Tambalan Amalgam: Kenapa Makin Jarang Dipilih?

DAFTAR ISI
- Mengenal Apa Itu Tambalan Amalgam
- Komposisi Bahan Pembuat Amalgam
- Kelebihan Tambalan Amalgam
- Kekurangan Tambalan Amalgam
- Apakah Tambalan Amalgam Aman Bagi Tubuh?
- Alternatif Pengganti Tambalan Amalgam
- Kapan Harus Mengganti Tambalan dan Ke Dokter Gigi?
- Perawatan Setelah Penambalan Gigi
- Punya Keluhan Kesehatan tapi Bingung Mulai dari Mana? Tanya ke HILDA Dulu!
- Studi Terkait
- FAQ
Karies atau gigi berlubang merupakan salah satu masalah kesehatan mulut yang paling umum dialami oleh masyarakat Indonesia. Kondisi ini terjadi ketika bakteri di dalam mulut menghasilkan asam yang secara perlahan mengikis lapisan email gigi yang keras. Jika dibiarkan tanpa penanganan, lubang akan semakin dalam mencapai lapisan dentin bahkan saraf gigi, yang pada akhirnya menyebabkan rasa sakit yang tak tertahankan, infeksi, hingga risiko kehilangan gigi secara permanen.
Untuk mengatasi gigi berlubang dan mengembalikan fungsi kunyah serta anatomi gigi seperti sedia kala, dokter gigi akan melakukan prosedur penambalan atau restorasi gigi. Selama lebih dari 150 tahun, dunia kedokteran gigi sangat mengandalkan satu jenis bahan tambalan yang dikenal karena ketahanannya yang luar biasa, yaitu amalgam. Bahan ini telah menjadi standar emas (gold standard) di masa lalu, terutama untuk menambal gigi geraham belakang yang menerima tekanan kunyah paling besar.
Namun, seiring dengan perkembangan teknologi material kedokteran gigi dan meningkatnya kesadaran masyarakat akan nilai estetika, popularitas amalgam mulai meredup. Banyak orang kini lebih memilih tambalan yang warnanya menyerupai gigi asli, meskipun dari segi kekuatan, amalgam masih sulit ditandingi oleh beberapa bahan modern. Selain masalah estetika, isu mengenai kandungan zat di dalam amalgam juga sering kali memunculkan kekhawatiran tersendiri di kalangan pasien.
Lantas, apa sebenarnya tambalan amalgam itu? Benarkah bahan ini berbahaya bagi kesehatan tubuh? Dan apa saja alternatif yang bisa kamu pilih saat ini? Mari kita bedah secara tuntas mengenai fakta, keamanan, serta kelebihan dan kekurangan tambalan amalgam dalam ulasan medis berikut ini!
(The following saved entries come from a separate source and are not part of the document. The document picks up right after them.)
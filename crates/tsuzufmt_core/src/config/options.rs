//! Option table and enumerated option types.

use std::fmt;
use std::str::FromStr;

use serde::de::{self, Deserializer};
use serde::{Deserialize, Serialize, Serializer};
use serde_json::Value;
use thiserror::Error;

use super::ConfigValue;
use crate::error::ConfigError;

/// A string that names no variant of an enumerated option.
#[derive(Debug, Clone, PartialEq, Eq, Error)]
#[error("unknown value `{value}`, expected one of: {}", expected.join(", "))]
pub struct ParseOptionError {
    pub value: String,
    pub expected: &'static [&'static str],
}

/// Declares an enumerated option type with its textual spellings.
///
/// Parsing is case-insensitive; display and serialization use the canonical
/// spelling.
macro_rules! option_enum {
    (
        $(#[$meta:meta])*
        pub enum $name:ident {
            $( $(#[$vmeta:meta])* $variant:ident => $text:literal ),+ $(,)?
        }
        default = $default:ident;
    ) => {
        $(#[$meta])*
        #[derive(Debug, Clone, Copy, PartialEq, Eq, Hash)]
        pub enum $name {
            $( $(#[$vmeta])* $variant ),+
        }

        impl $name {
            /// Canonical spellings of every variant.
            pub const VARIANTS: &'static [&'static str] = &[$($text),+];

            /// Canonical spelling of this variant.
            pub const fn as_str(self) -> &'static str {
                match self {
                    $( $name::$variant => $text ),+
                }
            }
        }

        impl Default for $name {
            fn default() -> Self {
                $name::$default
            }
        }

        impl fmt::Display for $name {
            fn fmt(&self, f: &mut fmt::Formatter<'_>) -> fmt::Result {
                f.write_str(self.as_str())
            }
        }

        impl FromStr for $name {
            type Err = ParseOptionError;

            fn from_str(s: &str) -> Result<Self, Self::Err> {
                let s = s.trim();
                $(
                    if s.eq_ignore_ascii_case($text) {
                        return Ok($name::$variant);
                    }
                )+
                Err(ParseOptionError {
                    value: s.to_string(),
                    expected: Self::VARIANTS,
                })
            }
        }

        impl Serialize for $name {
            fn serialize<S: Serializer>(&self, serializer: S) -> Result<S::Ok, S::Error> {
                serializer.serialize_str(self.as_str())
            }
        }

        impl<'de> Deserialize<'de> for $name {
            fn deserialize<D: Deserializer<'de>>(deserializer: D) -> Result<Self, D::Error> {
                let s = String::deserialize(deserializer)?;
                s.parse().map_err(de::Error::custom)
            }
        }
    };
}

option_enum! {
    /// Output form requested from a session run.
    pub enum EmitMode {
        /// Write formatted text back to the input files.
        Files => "files",
        /// Print formatted text to standard output.
        Stdout => "stdout",
        /// Print a line diff against the original.
        Diff => "diff",
        /// Only report which inputs would change.
        Check => "check",
        /// Print machine-readable modified line chunks.
        ModifiedLines => "modified-lines",
    }
    default = Files;
}

impl EmitMode {
    /// Whether this mode produces `ModifiedLines` rather than full text.
    pub fn wants_diff(self) -> bool {
        matches!(
            self,
            EmitMode::Diff | EmitMode::Check | EmitMode::ModifiedLines
        )
    }
}

option_enum! {
    /// Line terminator written to formatted output.
    pub enum NewlineStyle {
        /// Keep the terminator found first in the original.
        Auto => "auto",
        /// Use the platform's terminator.
        Native => "native",
        Unix => "unix",
        Windows => "windows",
    }
    default = Auto;
}

impl NewlineStyle {
    /// Resolves the terminator to use for output derived from `original`.
    pub fn line_ending(self, original: &str) -> &'static str {
        match self {
            NewlineStyle::Unix => "\n",
            NewlineStyle::Windows => "\r\n",
            NewlineStyle::Native => {
                if cfg!(windows) {
                    "\r\n"
                } else {
                    "\n"
                }
            }
            NewlineStyle::Auto => match original.find('\n') {
                Some(idx) if idx > 0 && original.as_bytes()[idx - 1] == b'\r' => "\r\n",
                Some(_) => "\n",
                None => NewlineStyle::Native.line_ending(original),
            },
        }
    }
}

option_enum! {
    /// Whether report output is colored.
    pub enum Color {
        /// Color when writing to a terminal.
        Auto => "auto",
        Always => "always",
        Never => "never",
    }
    default = Auto;
}

impl Color {
    /// Decides coloring given whether the target stream is a terminal.
    pub fn use_colors(self, is_terminal: bool) -> bool {
        match self {
            Color::Always => true,
            Color::Never => false,
            Color::Auto => is_terminal,
        }
    }
}

option_enum! {
    /// How much the front end reports.
    pub enum Verbosity {
        Verbose => "verbose",
        Normal => "normal",
        Quiet => "quiet",
    }
    default = Normal;
}

option_enum! {
    /// Language edition passed through to the renderer.
    pub enum Edition {
        Edition2015 => "2015",
        Edition2018 => "2018",
        Edition2021 => "2021",
        Edition2024 => "2024",
    }
    default = Edition2021;
}

/// Kind and default of one option.
#[derive(Debug, Clone, Copy, PartialEq, Eq)]
pub enum OptionKind {
    Bool {
        default: bool,
    },
    Integer {
        default: u64,
        min: u64,
        max: u64,
    },
    Choice {
        default: &'static str,
        variants: &'static [&'static str],
    },
    Text {
        default: &'static str,
    },
}

/// Static description of one configuration option.
#[derive(Debug, Clone, Copy)]
pub struct OptionSpec {
    pub name: &'static str,
    pub kind: OptionKind,
    /// Unstable options require `unstable_features`.
    pub stable: bool,
    pub doc: &'static str,
}

pub const OPTIONS: &[OptionSpec] = &[
    OptionSpec {
        name: "max_width",
        kind: OptionKind::Integer {
            default: 100,
            min: 1,
            max: 1000,
        },
        stable: true,
        doc: "Maximum width of each line",
    },
    OptionSpec {
        name: "hard_tabs",
        kind: OptionKind::Bool { default: false },
        stable: true,
        doc: "Use tab characters for indentation, spaces for alignment",
    },
    OptionSpec {
        name: "tab_spaces",
        kind: OptionKind::Integer {
            default: 4,
            min: 1,
            max: 16,
        },
        stable: true,
        doc: "Number of spaces per tab",
    },
    OptionSpec {
        name: "newline_style",
        kind: OptionKind::Choice {
            default: NewlineStyle::Auto.as_str(),
            variants: NewlineStyle::VARIANTS,
        },
        stable: true,
        doc: "Unix or Windows line endings",
    },
    OptionSpec {
        name: "edition",
        kind: OptionKind::Choice {
            default: Edition::Edition2021.as_str(),
            variants: Edition::VARIANTS,
        },
        stable: true,
        doc: "Language edition of the formatted sources",
    },
    OptionSpec {
        name: "emit_mode",
        kind: OptionKind::Choice {
            default: EmitMode::Files.as_str(),
            variants: EmitMode::VARIANTS,
        },
        stable: true,
        doc: "What to emit for each input",
    },
    OptionSpec {
        name: "color",
        kind: OptionKind::Choice {
            default: Color::Auto.as_str(),
            variants: Color::VARIANTS,
        },
        stable: true,
        doc: "Use colored report output",
    },
    OptionSpec {
        name: "verbosity",
        kind: OptionKind::Choice {
            default: Verbosity::Normal.as_str(),
            variants: Verbosity::VARIANTS,
        },
        stable: true,
        doc: "How much progress is reported",
    },
    OptionSpec {
        name: "required_version",
        kind: OptionKind::Text { default: "" },
        stable: true,
        doc: "Semver requirement on the formatter version",
    },
    OptionSpec {
        name: "unstable_features",
        kind: OptionKind::Bool { default: false },
        stable: true,
        doc: "Enable unstable options and gated syntax",
    },
    OptionSpec {
        name: "blank_lines_upper_bound",
        kind: OptionKind::Integer {
            default: 1,
            min: 0,
            max: 100,
        },
        stable: false,
        doc: "Maximum number of consecutive blank lines",
    },
    OptionSpec {
        name: "error_on_line_overflow",
        kind: OptionKind::Bool { default: false },
        stable: false,
        doc: "Report lines exceeding max_width as errors",
    },
];

/// Finds an option by exact name.
pub fn lookup(name: &str) -> Option<&'static OptionSpec> {
    OPTIONS.iter().find(|spec| spec.name == name)
}

impl OptionSpec {
    /// Built-in default value.
    pub fn default_value(&self) -> ConfigValue {
        match self.kind {
            OptionKind::Bool { default } => ConfigValue::Bool(default),
            OptionKind::Integer { default, .. } => ConfigValue::Integer(default),
            OptionKind::Choice { default, .. } => ConfigValue::Choice(default),
            OptionKind::Text { default } => ConfigValue::Text(default.to_string()),
        }
    }

    /// Human description of accepted values.
    pub fn expected(&self) -> String {
        match self.kind {
            OptionKind::Bool { .. } => "true or false".to_string(),
            OptionKind::Integer { min, max, .. } => format!("an integer in {}..={}", min, max),
            OptionKind::Choice { variants, .. } => format!("one of: {}", variants.join(", ")),
            OptionKind::Text { .. } => "a string".to_string(),
        }
    }

    /// Converts a raw value to this option's kind.
    ///
    /// Strings are accepted for every kind so command-line overrides can be
    /// passed through unparsed.
    pub fn coerce(&self, raw: &Value) -> Result<ConfigValue, ConfigError> {
        let invalid = || ConfigError::invalid_value(self.name, display_raw(raw), self.expected());

        match self.kind {
            OptionKind::Bool { .. } => match raw {
                Value::Bool(b) => Ok(ConfigValue::Bool(*b)),
                Value::String(s) => match s.trim() {
                    "true" => Ok(ConfigValue::Bool(true)),
                    "false" => Ok(ConfigValue::Bool(false)),
                    _ => Err(invalid()),
                },
                _ => Err(invalid()),
            },
            OptionKind::Integer { min, max, .. } => {
                let n = match raw {
                    Value::Number(n) => n.as_u64(),
                    Value::String(s) => s.trim().parse::<u64>().ok(),
                    _ => None,
                }
                .ok_or_else(invalid)?;
                if n < min || n > max {
                    return Err(invalid());
                }
                Ok(ConfigValue::Integer(n))
            }
            OptionKind::Choice { variants, .. } => {
                let text = match raw {
                    Value::String(s) => s.trim().to_string(),
                    Value::Number(n) => n.to_string(),
                    _ => return Err(invalid()),
                };
                variants
                    .iter()
                    .find(|v| v.eq_ignore_ascii_case(&text))
                    .map(|v| ConfigValue::Choice(*v))
                    .ok_or_else(invalid)
            }
            OptionKind::Text { .. } => match raw {
                Value::String(s) => Ok(ConfigValue::Text(s.clone())),
                _ => Err(invalid()),
            },
        }
    }
}

fn display_raw(raw: &Value) -> String {
    match raw {
        Value::String(s) => s.clone(),
        other => other.to_string(),
    }
}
Mengenal Apa Itu Tambalan Amalgam
Tambalan amalgam, yang sering kali disebut oleh masyarakat awam sebagai “tambalan perak” atau “tambalan hitam”, adalah bahan restorasi gigi yang digunakan untuk mengisi rongga akibat pembusukan gigi (karies). Amalgam telah digunakan dalam praktik kedokteran gigi di seluruh dunia sejak abad ke-19 karena sifat mekanisnya yang sangat baik, harganya yang relatif terjangkau, dan kemudahan dalam aplikasinya oleh dokter gigi.
Secara fisik, amalgam awalnya berbentuk adonan logam yang lunak sehingga mudah dibentuk dan dimasukkan ke dalam lubang gigi yang telah dibersihkan dari jaringan karies. Setelah beberapa saat, adonan ini akan mengeras secara mandiri di dalam rongga mulut dan membentuk struktur logam padat yang sangat kokoh. Karena kemampuannya menahan beban mekanis yang berat, amalgam hampir secara eksklusif diaplikasikan pada gigi posterior (gigi geraham atau molar dan premolar) yang berfungsi menumbuk dan mengunyah makanan.
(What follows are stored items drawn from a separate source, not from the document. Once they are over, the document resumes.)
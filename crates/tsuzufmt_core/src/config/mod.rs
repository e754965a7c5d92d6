//! Formatter configuration.
//!
//! A [`Config`] is resolved once per session from three layers, highest
//! precedence first: explicit overrides, a discovered config file, built-in
//! defaults. Resolution is field-by-field. A resolved config has no setters;
//! build a new one instead of patching.

mod discovery;
pub mod options;

use std::collections::BTreeMap;
use std::fmt;
use std::path::{Path, PathBuf};
use std::str::FromStr;

use semver::{Version, VersionReq};
use serde::ser::SerializeMap;
use serde::{Serialize, Serializer};
use tracing::debug;

use crate::error::ConfigError;

pub use discovery::{
    CONFIG_FILES, ConfigDiscovery, DiscoveredConfig, FsDiscovery, load_config_file, parse_config,
};
pub use options::{
    Color, Edition, EmitMode, NewlineStyle, OPTIONS, OptionKind, OptionSpec, Verbosity, lookup,
};

/// Unresolved key/value options as read from a file or the command line.
pub type RawOptions = BTreeMap<String, serde_json::Value>;

/// Where a resolved value came from.
#[derive(Debug, Clone, Copy, PartialEq, Eq, Hash, Serialize)]
#[serde(rename_all = "lowercase")]
pub enum Origin {
    Default,
    File,
    Override,
}

impl fmt::Display for Origin {
    fn fmt(&self, f: &mut fmt::Formatter<'_>) -> fmt::Result {
        f.write_str(match self {
            Origin::Default => "defaults",
            Origin::File => "config file",
            Origin::Override => "overrides",
        })
    }
}

/// A single resolved option value.
#[derive(Debug, Clone, PartialEq, Eq)]
pub enum ConfigValue {
    Bool(bool),
    Integer(u64),
    /// Canonical spelling of an enumerated choice.
    Choice(&'static str),
    Text(String),
}

impl fmt::Display for ConfigValue {
    fn fmt(&self, f: &mut fmt::Formatter<'_>) -> fmt::Result {
        match self {
            ConfigValue::Bool(b) => write!(f, "{}", b),
            ConfigValue::Integer(n) => write!(f, "{}", n),
            ConfigValue::Choice(s) => f.write_str(s),
            ConfigValue::Text(s) => f.write_str(s),
        }
    }
}

impl Serialize for ConfigValue {
    fn serialize<S: Serializer>(&self, serializer: S) -> Result<S::Ok, S::Error> {
        match self {
            ConfigValue::Bool(b) => serializer.serialize_bool(*b),
            ConfigValue::Integer(n) => serializer.serialize_u64(*n),
            ConfigValue::Choice(s) => serializer.serialize_str(s),
            ConfigValue::Text(s) => serializer.serialize_str(s),
        }
    }
}

/// A resolved value together with its origin.
#[derive(Debug, Clone, PartialEq, Eq)]
pub struct ResolvedOption {
    pub value: ConfigValue,
    pub origin: Origin,
}

/// Resolved formatter configuration.
#[derive(Debug, Clone, PartialEq, Eq)]
pub struct Config {
    values: BTreeMap<&'static str, ResolvedOption>,
}

impl Default for Config {
    fn default() -> Self {
        let values = OPTIONS
            .iter()
            .map(|spec| {
                (
                    spec.name,
                    ResolvedOption {
                        value: spec.default_value(),
                        origin: Origin::Default,
                    },
                )
            })
            .collect();
        Self { values }
    }
}

impl Config {
    /// Returns the value of `name`, if it is a known option.
    pub fn get(&self, name: &str) -> Option<&ConfigValue> {
        self.values.get(name).map(|o| &o.value)
    }

    /// Returns where the value of `name` came from.
    pub fn origin(&self, name: &str) -> Option<Origin> {
        self.values.get(name).map(|o| o.origin)
    }

    /// Iterates options in name order.
    pub fn iter(&self) -> impl Iterator<Item = (&'static str, &ResolvedOption)> {
        self.values.iter().map(|(name, option)| (*name, option))
    }

    fn bool(&self, name: &str) -> bool {
        matches!(self.get(name), Some(ConfigValue::Bool(true)))
    }

    fn integer(&self, name: &str) -> u64 {
        match self.get(name) {
            Some(ConfigValue::Integer(n)) => *n,
            _ => 0,
        }
    }

    fn choice<T: FromStr + Default>(&self, name: &str) -> T {
        match self.get(name) {
            Some(ConfigValue::Choice(s)) => s.parse().unwrap_or_default(),
            _ => T::default(),
        }
    }

    pub fn max_width(&self) -> usize {
        self.integer("max_width") as usize
    }

    pub fn hard_tabs(&self) -> bool {
        self.bool("hard_tabs")
    }

    pub fn tab_spaces(&self) -> usize {
        self.integer("tab_spaces") as usize
    }

    pub fn newline_style(&self) -> NewlineStyle {
        self.choice("newline_style")
    }

    pub fn edition(&self) -> Edition {
        self.choice("edition")
    }

    pub fn emit_mode(&self) -> EmitMode {
        self.choice("emit_mode")
    }

    pub fn color(&self) -> Color {
        self.choice("color")
    }

    pub fn verbosity(&self) -> Verbosity {
        self.choice("verbosity")
    }

    pub fn unstable_features(&self) -> bool {
        self.bool("unstable_features")
    }

    pub fn blank_lines_upper_bound(&self) -> usize {
        self.integer("blank_lines_upper_bound") as usize
    }

    pub fn error_on_line_overflow(&self) -> bool {
        self.bool("error_on_line_overflow")
    }

    /// The configured version requirement, if any.
    pub fn required_version(&self) -> Option<&str> {
        match self.get("required_version") {
            Some(ConfigValue::Text(s)) if !s.trim().is_empty() => Some(s.trim()),
            _ => None,
        }
    }

    fn check_unstable(&self) -> Result<(), ConfigError> {
        if self.unstable_features() {
            return Ok(());
        }
        for spec in OPTIONS.iter().filter(|spec| !spec.stable) {
            if self.origin(spec.name).is_some_and(|o| o != Origin::Default) {
                return Err(ConfigError::UnstableOption {
                    key: spec.name.to_string(),
                });
            }
        }
        Ok(())
    }

    fn check_required_version(&self) -> Result<(), ConfigError> {
        let Some(required) = self.required_version() else {
            return Ok(());
        };
        let requirement = VersionReq::parse(required).map_err(|e| {
            ConfigError::invalid_value("required_version", required, e.to_string())
        })?;
        let actual = env!("CARGO_PKG_VERSION");
        let version = Version::parse(actual)
            .map_err(|e| ConfigError::invalid_value("required_version", actual, e.to_string()))?;
        if !requirement.matches(&version) {
            return Err(ConfigError::VersionMismatch {
                required: required.to_string(),
                actual: actual.to_string(),
            });
        }
        Ok(())
    }
}

impl Serialize for Config {
    fn serialize<S: Serializer>(&self, serializer: S) -> Result<S::Ok, S::Error> {
        let mut map = serializer.serialize_map(Some(self.values.len()))?;
        for (name, option) in &self.values {
            map.serialize_entry(name, &option.value)?;
        }
        map.end()
    }
}

/// Resolves a configuration: `overrides` > `discovered` > `defaults`, field by field.
///
/// Unknown keys in either layer fail with [`ConfigError::UnknownOption`].
pub fn resolve(
    defaults: &Config,
    discovered: Option<&RawOptions>,
    overrides: &RawOptions,
) -> Result<Config, ConfigError> {
    let mut values = defaults.values.clone();

    let layers = [(discovered, Origin::File), (Some(overrides), Origin::Override)];
    for (layer, origin) in layers {
        let Some(layer) = layer else {
            continue;
        };
        for (key, raw) in layer {
            let spec = options::lookup(key).ok_or_else(|| ConfigError::UnknownOption {
                key: key.clone(),
                origin,
            })?;
            let value = spec.coerce(raw)?;
            values.insert(spec.name, ResolvedOption { value, origin });
        }
    }

    let config = Config { values };
    config.check_unstable()?;
    config.check_required_version()?;

    debug!(
        "Resolved config ({} from file, {} overridden)",
        config.iter().filter(|(_, o)| o.origin == Origin::File).count(),
        config.iter().filter(|(_, o)| o.origin == Origin::Override).count()
    );
    Ok(config)
}

/// Maps client-supplied options onto configuration overrides.
pub trait CliOptions {
    /// Writes every option the user set into `overrides`.
    fn apply_to(&self, overrides: &mut RawOptions);

    /// Explicit config file path, bypassing discovery.
    fn config_path(&self) -> Option<&Path>;
}

/// Everything needed to resolve a [`Config`], captured before a session starts.
#[derive(Debug, Clone, Default)]
pub struct ConfigSources {
    pub defaults: Config,
    pub discovered: Option<DiscoveredConfig>,
    pub overrides: RawOptions,
}

impl ConfigSources {
    /// Sources with only built-in defaults.
    pub fn new() -> Self {
        Self::default()
    }

    /// Uses `discovered` as the config file layer.
    pub fn with_discovered(mut self, discovered: DiscoveredConfig) -> Self {
        self.discovered = Some(discovered);
        self
    }

    /// Adds one override.
    pub fn with_override(
        mut self,
        key: impl Into<String>,
        value: impl Into<serde_json::Value>,
    ) -> Self {
        self.overrides.insert(key.into(), value.into());
        self
    }

    /// Replaces the override layer.
    pub fn with_overrides(mut self, overrides: RawOptions) -> Self {
        self.overrides = overrides;
        self
    }

    /// Gathers sources: the explicit config path when given, else discovery
    /// from `start_dir`, plus the CLI overrides.
    pub fn load(
        start_dir: &Path,
        options: &dyn CliOptions,
        discovery: &dyn ConfigDiscovery,
    ) -> Result<Self, ConfigError> {
        let discovered = match options.config_path() {
            Some(path) => Some(load_config_file(path)?),
            None => discovery.discover(start_dir)?,
        };

        let mut overrides = RawOptions::new();
        options.apply_to(&mut overrides);

        Ok(Self {
            defaults: Config::default(),
            discovered,
            overrides,
        })
    }

    /// Path of the config file layer, if any.
    pub fn config_path(&self) -> Option<&Path> {
        self.discovered.as_ref().map(|d| d.path.as_path())
    }

    /// Resolves the layers into a [`Config`].
    pub fn resolve(&self) -> Result<Config, ConfigError> {
        resolve(
            &self.defaults,
            self.discovered.as_ref().map(|d| &d.options),
            &self.overrides,
        )
    }
}

/// Loads and resolves a config in one step, returning the file used.
pub fn load_config(
    start_dir: &Path,
    options: &dyn CliOptions,
    discovery: &dyn ConfigDiscovery,
) -> Result<(Config, Option<PathBuf>), ConfigError> {
    let sources = ConfigSources::load(start_dir, options, discovery)?;
    let config = sources.resolve()?;
    Ok((config, sources.config_path().map(Path::to_path_buf)))
}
Komposisi Bahan Pembuat Amalgam
Karakteristik unik dari tambalan amalgam berasal dari perpaduan (alloy) berbagai jenis logam. Proses pencampuran logam-logam ini disebut dengan proses amalgamasi. Secara umum, tambalan amalgam terdiri dari dua komponen utama yang dicampur sesaat sebelum diaplikasikan ke gigi pasien:
1. Merkuri Cair (Elemental Mercury)
Merkuri membentuk sekitar 50 persen dari total berat tambalan amalgam. Merkuri digunakan karena ini adalah satu-satunya logam yang berbentuk cair pada suhu ruang. Fungsinya sangat krusial, yaitu sebagai “lem” atau bahan pengikat (binder) yang menyatukan partikel-partikel logam padat lainnya. Tanpa merkuri, logam-logam serbuk tidak akan bisa menyatu membentuk adonan padat yang kuat.
2. Serbuk Paduan Logam (Metal Alloy Powder)
Setengah bagian lainnya dari amalgam terdiri dari campuran serbuk logam padat. Komposisi utamanya meliputi:
- Perak (Silver): Memberikan kekuatan mekanis dan membantu proses pengerasan amalgam (setting time). Perak biasanya mencakup 22 hingga 32 persen dari komposisi.
- Timah (Tin): Berfungsi untuk mengontrol reaksi pengerasan agar tidak terlalu cepat dan membantu amalgam beradaptasi dengan dinding rongga gigi. Timah mencakup sekitar 14 persen.
- Tembaga (Copper): Tembaga ditambahkan (biasanya sekitar 8 persen atau lebih pada amalgam modern berkadar tembaga tinggi) untuk meningkatkan kekuatan restorasi, mengurangi risiko korosi, dan mencegah perubahan bentuk (creep) pada tambalan seiring berjalannya waktu.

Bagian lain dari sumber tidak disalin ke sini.